The consumer price index is a measurement of changes in the prices of a fixed "basket" of goods and services which are commonly purchased by households. Each year, the goods' current prices are compared with what their prices were during a certain base year, and the difference is used to compute the index. When the basket of goods used for the reference year is no longer suitable because of changes in consumption patterns, the index becomes irrelevant.
A lot of factors can change the consumer basket of goods are services. Among these are fashion, technology, and consumer taste. The basket can easily become outdated. Thus, it is critical to update the index by using a reference year that reflects the consumption pattern of the period in question.
Here are some websites that explain the consumer price index:
- MeasuringWorth.com: Seven ways to compute the relative worth of the U.S. dollar.
- About.com: What is the consumer price index?
- InvestorWords.com: Defining the consumer price index.
The Bureau of Labor Statistics, part of the U.S. Department of Labor, studies the consumer price index every month. Expenditures have 200 classifications, and they're arranged into eight categories, or "grounds" (medical care, food, etc.). The percentage of change reflected in the prices of these items provides a measurement of inflation. The index shows the consumption patterns of several population groups—namely, the all-urban consumers and the urban wage earners or clerical workers. The all-urban group represents around 87 percent of the U.S. population.
The Bureau of Labor Statistics website contains more information about the consumer price index and how it is calculated. There are several web calculators that enable you to measure and forecast the index. Some resources you can use include:
- CoinNews.net: Your money's real worth over time.

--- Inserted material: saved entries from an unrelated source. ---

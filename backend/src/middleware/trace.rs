//! Tracing middleware attaching a request-scoped trace identifier.
//!
//! A caller-supplied `trace-id` header is reused when it holds a UUID;
//! otherwise a fresh identifier is generated. The identifier lives in
//! task-local storage for the duration of the request and is echoed on the
//! response. Fan-out tasks inherit it via [`TraceId::propagate`].

use std::task::{Context, Poll};
use std::time::Instant;

use actix_web::Error;
use actix_web::dev::{Service, ServiceRequest, ServiceResponse, Transform};
use actix_web::http::header::{HeaderName, HeaderValue};
use futures_util::future::{LocalBoxFuture, Ready, ready};
use tracing::{debug, error};

use crate::domain::{TRACE_ID_HEADER, TraceId};

/// Tracing middleware attaching a request-scoped UUID and adding a
/// `trace-id` header to every response.
///
/// # Examples
/// ```
/// use actix_web::App;
/// use sensornet::middleware::Trace;
///
/// let app = App::new().wrap(Trace);
/// ```
#[derive(Clone)]
pub struct Trace;

impl<S, B> Transform<S, ServiceRequest> for Trace
where
    S: Service<ServiceRequest, Response = ServiceResponse<B>, Error = Error> + 'static,
    S::Future: 'static,
    B: 'static,
{
    type Response = ServiceResponse<B>;
    type Error = Error;
    type InitError = ();
    type Transform = TraceMiddleware<S>;
    type Future = Ready<Result<Self::Transform, Self::InitError>>;

    fn new_transform(&self, service: S) -> Self::Future {
        ready(Ok(TraceMiddleware { service }))
    }
}

/// Service wrapper produced by [`Trace`].
pub struct TraceMiddleware<S> {
    service: S,
}

fn inbound_trace_id(req: &ServiceRequest) -> Option<TraceId> {
    req.headers()
        .get(TRACE_ID_HEADER)
        .and_then(|value| value.to_str().ok())
        .and_then(|value| value.parse().ok())
}

impl<S, B> Service<ServiceRequest> for TraceMiddleware<S>
where
    S: Service<ServiceRequest, Response = ServiceResponse<B>, Error = Error> + 'static,
    S::Future: 'static,
    B: 'static,
{
    type Response = ServiceResponse<B>;
    type Error = Error;
    type Future = LocalBoxFuture<'static, Result<Self::Response, Self::Error>>;

    fn poll_ready(&self, cx: &mut Context<'_>) -> Poll<Result<(), Self::Error>> {
        self.service.poll_ready(cx)
    }

    fn call(&self, req: ServiceRequest) -> Self::Future {
        let trace_id = inbound_trace_id(&req).unwrap_or_else(TraceId::generate);
        let method = req.method().clone();
        let path = req.path().to_owned();
        let started = Instant::now();
        let header_value = trace_id.to_string();
        let fut = self.service.call(req);
        Box::pin(TraceId::scope(trace_id, async move {
            let mut res = fut.await?;
            match HeaderValue::from_str(&header_value) {
                Ok(value) => {
                    res.response_mut()
                        .headers_mut()
                        .insert(HeaderName::from_static(TRACE_ID_HEADER), value);
                }
                Err(error) => {
                    error!(%error, %trace_id, "failed to encode trace identifier header");
                }
            }
            debug!(
                %method,
                %path,
                status = res.status().as_u16(),
                elapsed_ms = started.elapsed().as_millis(),
                %trace_id,
                "request handled"
            );
            Ok(res)
        }))
    }
}

#[cfg(test)]
mod tests {
    use super::*;
    use crate::domain::Error as DomainError;
    use crate::inbound::http::ApiResult;
    use actix_web::{App, HttpResponse, test, web};
    use rstest::rstest;

    async fn call_with_trace<F, Fut, Res>(
        handler: F,
        inbound: Option<&str>,
    ) -> (ServiceResponse<actix_web::body::BoxBody>, String)
    where
        F: Fn() -> Fut + Clone + 'static,
        Fut: std::future::Future<Output = Res> + 'static,
        Res: actix_web::Responder + 'static,
    {
        let app =
            test::init_service(App::new().wrap(Trace).route("/", web::get().to(handler))).await;
        let mut req = test::TestRequest::get().uri("/");
        if let Some(id) = inbound {
            req = req.insert_header((TRACE_ID_HEADER, id));
        }
        let res = test::call_service(&app, req.to_request()).await;
        let trace_id = res
            .headers()
            .get(TRACE_ID_HEADER)
            .expect("trace id header")
            .to_str()
            .expect("header is ascii")
            .to_owned();
        (res, trace_id)
    }

    #[rstest]
    #[actix_web::test]
    async fn handlers_see_the_response_trace_id() {
        let (res, trace_id) = call_with_trace(
            || async move {
                let id = TraceId::current().expect("trace id in scope");
                HttpResponse::Ok().body(id.to_string())
            },
            None,
        )
        .await;
        let body = test::read_body(res).await;
        assert_eq!(std::str::from_utf8(&body).expect("utf8 body"), trace_id);
    }

    #[rstest]
    #[actix_web::test]
    async fn caller_trace_ids_are_reused() {
        let inbound = "6a0f2b9c-3c1d-4a8e-9f4e-2d7b1c0e5a11";
        let (_, trace_id) =
            call_with_trace(|| async { HttpResponse::Ok().finish() }, Some(inbound)).await;
        assert_eq!(trace_id, inbound);
    }

    #[rstest]
    #[actix_web::test]
    async fn malformed_caller_ids_are_replaced() {
        let (_, trace_id) =
            call_with_trace(|| async { HttpResponse::Ok().finish() }, Some("not-a-uuid")).await;
        assert!(trace_id.parse::<TraceId>().is_ok());
    }

    #[rstest]
    #[actix_web::test]
    async fn error_envelopes_carry_the_same_trace_id() {
        let (res, trace_id) = call_with_trace(
            || async move { ApiResult::<HttpResponse>::Err(DomainError::internal("boom").into()) },
            None,
        )
        .await;
        assert_eq!(res.status(), actix_web::http::StatusCode::INTERNAL_SERVER_ERROR);
        let body: serde_json::Value = test::read_body_json(res).await;
        assert_eq!(body["meta"]["status"], "error");
        assert!(!trace_id.is_empty());
    }
}
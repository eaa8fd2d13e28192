//! Read-side port for sensor-network metadata.
//!
//! Adapters return whole collections; the catalog service filters them by
//! network. Node listing takes a filter so SQL adapters can push the
//! geometry containment test down to PostGIS.

use async_trait::async_trait;

use crate::domain::{Feature, GeoPolygon, Network, NetworkName, Node, NodeId, Sensor};

use super::define_port_error;

define_port_error! {
    /// Errors raised when reading sensor-network metadata.
    pub enum SensorCatalogRepositoryError {
        /// Repository connection could not be established.
        Connection { message: String } =>
            "sensor metadata connection failed: {message}",
        /// Query failed during execution or row conversion.
        Query { message: String } =>
            "sensor metadata query failed: {message}",
    }
}

/// Node selection within one network.
///
/// Every populated field narrows the result; all `None` selects every node
/// of the network.
#[derive(Debug, Clone, PartialEq)]
pub struct NodeFilter {
    pub network: NetworkName,
    pub node_id: Option<NodeId>,
    pub nodes: Option<Vec<NodeId>>,
    pub within: Option<GeoPolygon>,
}

impl NodeFilter {
    pub fn network(network: NetworkName) -> Self {
        Self {
            network,
            node_id: None,
            nodes: None,
            within: None,
        }
    }

    /// In-process evaluation of the filter, for adapters without PostGIS.
    pub fn matches(&self, node: &Node) -> bool {
        node.network == self.network
            && self.node_id.as_ref().is_none_or(|id| &node.id == id)
            && self.nodes.as_ref().is_none_or(|ids| ids.contains(&node.id))
            && self
                .within
                .as_ref()
                .is_none_or(|polygon| polygon.contains(&node.location))
    }
}

/// Port for reading networks, nodes, sensors and features.
#[cfg_attr(test, mockall::automock)]
#[async_trait]
pub trait SensorCatalogRepository: Send + Sync {
    /// All networks ordered by name.
    async fn list_networks(&self) -> Result<Vec<Network>, SensorCatalogRepositoryError>;

    /// Nodes matching `filter`, ordered by id.
    async fn list_nodes(&self, filter: &NodeFilter)
    -> Result<Vec<Node>, SensorCatalogRepositoryError>;

    /// All sensors ordered by name.
    async fn list_sensors(&self) -> Result<Vec<Sensor>, SensorCatalogRepositoryError>;

    /// All features-of-interest ordered by name.
    async fn list_features(&self) -> Result<Vec<Feature>, SensorCatalogRepositoryError>;
}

- NASA: A cost-estimating website.
- West Egg: An inflation calculator.
In essence, the consumer price index is used in economic studies, as an economic indicator, and as a basis for adjusting the currency. Sometimes the index is called the cost-of-living index—but it is important to note that there are significant differences between the two. For example, the consumer price index does not consider other factors that may affect consumer spending, including health, safety, crime, and water quality.